PROBLEM DESCRIPTION
Look through the entries below for the string "UnsupportedFormat", and copy each line where it is found.

Start of INPUT RECORDS

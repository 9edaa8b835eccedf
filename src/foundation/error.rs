/// Convenience result type used across the crate.
pub type BlitResult<T> = Result<T, BlitError>;

/// Top-level error taxonomy used by engine APIs.
///
/// Every variant is a precondition violation: nothing in this crate performs
/// IO or talks to external resources, so there is no transient-failure class
/// and no internal retry. A failed draw leaves the destination buffer in
/// whatever partial state the aborted operation produced; callers that need
/// atomicity draw into a scratch buffer first and swap.
#[derive(thiserror::Error, Debug)]
pub enum BlitError {
    /// A requested rectangle falls outside the addressable region of its
    /// buffer.
    #[error("out of bounds: {0}")]
    OutOfBounds(String),

    /// An unrecognized or unsupported pixel format descriptor was supplied.
    #[error("unsupported pixel format: {0}")]
    UnsupportedFormat(String),

    /// A buffer does not meet a documented precondition of a fast-path call.
    #[error("incompatible buffer: {0}")]
    IncompatibleBuffer(String),

    /// Invalid caller-supplied parameters.
    #[error("validation error: {0}")]
    Validation(String),

    /// Wrapped lower-level error from dependencies.
    #[error(transparent)]
    Other(#[from] anyhow::Error),
}

impl BlitError {
    /// Build a [`BlitError::OutOfBounds`] value.
    pub fn out_of_bounds(msg: impl Into<String>) -> Self {
        Self::OutOfBounds(msg.into())
    }

    /// Build a [`BlitError::UnsupportedFormat`] value.
    pub fn unsupported_format(msg: impl Into<String>) -> Self {
        Self::UnsupportedFormat(msg.into())
    }

    /// Build a [`BlitError::IncompatibleBuffer`] value.
    pub fn incompatible_buffer(msg: impl Into<String>) -> Self {
        Self::IncompatibleBuffer(msg.into())
    }

    /// Build a [`BlitError::Validation`] value.
    pub fn validation(msg: impl Into<String>) -> Self {
        Self::Validation(msg.into())
    }
}

#[cfg(test)]
mod tests {
    use super::*;

    #[test]
    fn display_includes_variant_prefix() {
        let e = BlitError::out_of_bounds("rect 4x4 at (-1, 0)");
        assert_eq!(e.to_string(), "out of bounds: rect 4x4 at (-1, 0)");

        let e = BlitError::validation("stride must be >= width");
        assert_eq!(e.to_string(), "validation error: stride must be >= width");
    }

    #[test]
    fn anyhow_errors_pass_through() {
        let e: BlitError = anyhow::anyhow!("boom").into();
        assert_eq!(e.to_string(), "boom");
    }
}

End of INPUT RECORDS

OUTPUT
    UnsupportedFormat(String),
    /// Build a [`BlitError::UnsupportedFormat`] value.
        Self::UnsupportedFormat(msg.into())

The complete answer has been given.